Roland Appel ist Publizist und Unternehmensberater, Datenschutzbeauftragter für mittelständische Unternehmen und tätig in Forschungsprojekten. Er war stv. Bundesvorsitzender der Jungdemokraten und Bundesvorsitzender des Liberalen Hochschulverbandes, Mitglied des Bundesvorstandes der FDP bis 1982. Ab 1983 innen- und rechtspolitscher Mitarbeiter der Grünen im Bundestag. Von 1990-2000 Landtagsabgeordneter der Grünen NRW, ab 1995 deren Fraktionsvorsitzender. Seit 2019 ist er Vorsitzender der Radikaldemokratischen Stiftung, dem Netzwerk ehemaliger Jungdemokrat*innen/Junge Linke. Er arbeitet und lebt im Rheinland. Mehr über den Autor.... Sie können dem Autor auch im #Fediverse folgen unter: @rolandappel@extradienst.net

4 Kommentare

  1. Andreas Müller

    Ganz hervorragend! Nur eine kleine Anmerkung sei erlaubt: die Umsatzsteuer ist nicht nur “für alle Unternehmen der Logistikbranche” ein durchlaufender Posten, sondern für alle vorsteuerabzugsberechtigten Unternehmen – näherungsweise also für alle, bis auf kleine Einzelunternehmer und die öffentliche Hand. Effekt für “die Wirtschaft” also praktisch NULL (außer wenn letztere mit dem Scheinargument der höheren Steuer einen höheren Preis an die Endverbraucher*innen durchreicht). Kommt die USt.-Idee eigentlich vom blackrock-finanzierten “Wirtschaftsfachmann” aus dem Sauerland?

    • Roland Appel

      weiss nicht, könnte ich mir aber vorstellen…

  2. Der Maschinist

    Danke für den Beitrag, Roland!
    In den letzten 7 Tagen haben die Ölpreise (Brent) ca 15% nachgegeben. Heute alleine kamen noch einmal -7% (Brent & WTI) dazu. Beide Sorten sind so also wieder unter die 100 USD Marke gefallen. Stellen wir uns mal vor, die Ölindustrie würde derartige Preissenkungen wie Preissteigerungen behandeln… dann würden wir die Diskussion heute vermutlich gar nicht mehr so vehement führen.
    Der gigantische Profit für die Industrie liegt eben darin, Preissenkungen so lange wie möglich zu vermeiden und eben nicht unmittelbar weiterzugeben – Steigerungen aber immer und sofort. Und viele Verbraucher:innen und leider auch Journalist:innen wissen das nicht.

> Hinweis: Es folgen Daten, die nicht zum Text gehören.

//! Shared execution state and pipeline stages for all task kinds.

use std::sync::atomic::{AtomicBool, Ordering};

use netask_core::logging::targets;
use netask_core::{Progress, Signal};
use parking_lot::Mutex;

use super::TaskState;
use crate::error::{Result, TaskError};
use crate::http::transport::Transport;
use crate::http::{HttpClient, OutgoingRequest, ResponseHead};
use crate::request::Request;
use crate::retry::RetryPolicy;

/// State owned by every task: the descriptor, the session, the progress
/// tree and the lifecycle.
pub(crate) struct BaseTask {
    request: Request,
    client: HttpClient,
    retry_policy: RetryPolicy,
    /// One unit of work, backed by the transfer progress once in flight.
    progress: Progress,
    transfer: Progress,
    started: AtomicBool,
    state: Mutex<TaskState>,
    state_changed: Signal<TaskState>,
}

impl BaseTask {
    pub(crate) fn new(request: Request, client: Option<HttpClient>) -> Self {
        let retry_policy = request.retry_policy();
        Self {
            request,
            client: client.unwrap_or_else(HttpClient::shared),
            retry_policy,
            progress: Progress::new(1),
            transfer: Progress::new(0),
            started: AtomicBool::new(false),
            state: Mutex::new(TaskState::Created),
            state_changed: Signal::new(),
        }
    }

    pub(crate) fn request(&self) -> &Request {
        &self.request
    }

    pub(crate) fn client(&self) -> &HttpClient {
        &self.client
    }

    pub(crate) fn progress(&self) -> &Progress {
        &self.progress
    }

    pub(crate) fn state(&self) -> TaskState {
        *self.state.lock()
    }

    pub(crate) fn state_changed(&self) -> &Signal<TaskState> {
        &self.state_changed
    }

    /// Claim the single execution and run the preconditions.
    ///
    /// Leaves the task in `BuildingRequest` on success.
    pub(crate) fn begin(&self) -> Result<()> {
        if self.started.swap(true, Ordering::AcqRel) {
            tracing::debug!(target: targets::TASK, url = %self.request.endpoint().url_string(), "task already started");
            return Err(TaskError::AlreadyStarted);
        }

        self.transition(TaskState::CheckingPreconditions);
        self.settle(
            self.request
                .run_preconditions()
                .map_err(TaskError::PreconditionFailed),
        )?;

        self.transition(TaskState::BuildingRequest);
        Ok(())
    }

    /// Enter `InFlight` and hand out the transport for this task.
    ///
    /// The transfer progress becomes the task's single unit of work here, so
    /// the task's progress stays at zero for failures before this point.
    pub(crate) fn transport(&self) -> Transport<'_> {
        self.progress.add_child(&self.transfer, 1);
        self.transition(TaskState::InFlight);
        Transport::new(&self.client, &self.retry_policy, &self.transfer)
    }

    /// Run the response validators, leaving the task in `ParsingResult`.
    pub(crate) fn validate_response(
        &self,
        request: Option<&OutgoingRequest>,
        response: &ResponseHead,
        data: Option<&[u8]>,
    ) -> Result<()> {
        self.transition(TaskState::ValidatingResponse);
        self.settle(
            self.request
                .run_response_validators(request, response, data)
                .map_err(TaskError::ResponseValidationFailed),
        )?;
        self.transition(TaskState::ParsingResult);
        Ok(())
    }

    /// Pass `result` through, moving to `Failed` if it is an error.
    pub(crate) fn settle<T>(&self, result: Result<T>) -> Result<T> {
        if let Err(ref error) = result {
            tracing::debug!(
                target: targets::TASK,
                url = %self.request.endpoint().url_string(),
                stage = %self.state(),
                %error,
                "task failed"
            );
            self.transition(TaskState::Failed);
        }
        result
    }

    /// Finish with a value.
    pub(crate) fn succeed<T>(&self, value: T) -> Result<T> {
        self.transition(TaskState::Succeeded);
        Ok(value)
    }

    fn transition(&self, next: TaskState) {
        let previous = std::mem::replace(&mut *self.state.lock(), next);
        tracing::debug!(target: targets::TASK, from = %previous, to = %next, "task state changed");
        self.state_changed.emit(next);
    }
}

impl std::fmt::Debug for BaseTask {
    fn fmt(&self, f: &mut std::fmt::Formatter<'_>) -> std::fmt::Result {
        f.debug_struct("Task")
            .field("request", &self.request)
            .field("state", &self.state())
            .field("progress", &self.progress)
            .finish()
    }
}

Sie hängen sich lieber an Populisten wie Hans & Lindner, statt einfach nur die Rohstoffpreise zu verfolgen. (Über deren spekulative Natur natürlich auch zu diskutieren ist.)
    Die Frage der “gerechten” Energiekosten – nicht nur für Sprit – und auch die soziale Unterstützung jener, welche durch die gestiegenen Preise in ihrer Existenz bedroht sind, wird nicht an den Tankstellen beantwortet. Dafür braucht es Systemsprenger:innen… und Umverteiler:innen ob Habeck das noch wird, daran habe ich erhebliche Zweifel. Lindner allerdings schlägt nur das vor, was von ihm zu erwarten war… und Hans ist ein ganz armes Schwein. Und weiß das auch.
    Der Krieg geht derweil weiter. Menschen sterben.

  3. Martin Ottensmann

    Super Beitrag Roland.
    Ich steig gleich in meinen Toyota Auris TS Hybrid. Der benötigt als Benziner nur 4,6l und hat im Vergleich zum Diesel einen geringeren CO2 Anteil pro Liter.
    Als Münchner werfe ich meinen Blick eher in Richtung Österreich. Dort ist es nur einmal am Tag erlaubt den Benzinpreis an der Tankstelle anzuheben. Das macht es den Tankstellenbetreibern schwerer die Preisdatenbanken mit schnellen Preisanpassungen gegen die Tankenden einzusetzen.
    Als Münchner hätte ich auch gerne ein allgemeines Tempolimit von 30 in der Stadt, das nur mit Ausnahmen auf50/60 erhöhte werden kann. Das spart nicht nur Treibstoff. Es schützt auch Leben und meine Nerven, auch weil mir die häufig wechselnden 30/50 er Zonen wegen Schulen/Kindergärten zu anstrengend sind.
    Eine Preisbremse an den Tankstellen wäre die Anschaffung der Tankkarten vom Arbeitgeber für leitende Angestellte. Denen ist es doch egal wieviel der Spritt kostet.
    Der Lindner-Vorschlag ist auch deshalb nicht akzeptabel, weil er die Freien Tankstellen aus dem Markt schießt. Diese können sich die Liquiditätslücke bis zur Zahlung der staatlichen Hilfe nicht leisten. Das ist das Gegenteil von Marktwirtschaft. Es stärkt die Oligopolstellung der großen Ölkonzern und Kriegsgewinnler. Schön wenn Herr Lindner einem SUV mit 15 Liter / 100km drei mal soviel Subventionen hinterherschmeißen will, wie einem 5l Polo.